Thanks to Anna Szalay and Vanja Svajcer of SophosLabs for their unstinting work behind the scenes to make this article possible.
It’s 10 years since June 2004, when the first mobile malware appeared.
It was called Cabir, and it infected Nokia phones running the Symbian mobile operating system.
In fact, it was a very specific sort of malware, not much seen any more, namely, a virus.
Compared to most modern malware, viruses are double trouble.
They are capable not only of infecting and taking over your device, but also of self-replication, spreading themselves to other devices, almost like some kind of malevolent living organism.
So we don’t want to celebrate this anniversary, you understand, but we did think we should look back at the last decade, and see what we can learn from…
…10 Years of Mobile Malware.
|2004||• Cabir •||Symbian|
Cabir, also known as Caribe, was a family of Symbian viruses that kicked off the mobile malware problem.
More of a research curiosity than a dangerous virus, Cabir spread using Bluetooth.
That meant it could jump between phones as they came into proximity – as happens all the time on buses and trains, at work, in shops, and so on.
The year before Cabir appeared, we’d already reported on a craze called Bluejacking – sending unsolicited messages to any Bluetooth-enabled devices you could find within range, typically about 10 metres.
Our advice back then then was simple: make your device “undiscoverable”, so it didn’t announce itself to other phones nearby; or turn off Bluetooth except when you were actually using it (prolonging your battery life at the same time).

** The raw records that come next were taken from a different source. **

//! Domain entities - core business objects

mod pending_intent;
mod transaction;
mod user;

pub use pending_intent::PendingIntent;
pub use transaction::{
    CreditReceipt, NewTransaction, Reconciliation, Transaction, TransactionStatus,
};
pub use user::{ChatBinding, User};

Undiscoverable devices were immune to viruses like Cabir.
|2005||• Drever •||Symbian|
Drever was the first fake mobile anti-virus.
This malware app tried to make itself look legitimate by claiming to be an anti-virus program from Russian anti-malware company Dr Web.
That way it didn’t need to be a virus or worm, or to try to sneak onto your phone by itself; instead, it could invite you to install it under false pretences.
Ironically, Drever deliberately attempted to wipe out anti-virus programs from Simworks and Kaspersky, thus making it an anti-anti-virus.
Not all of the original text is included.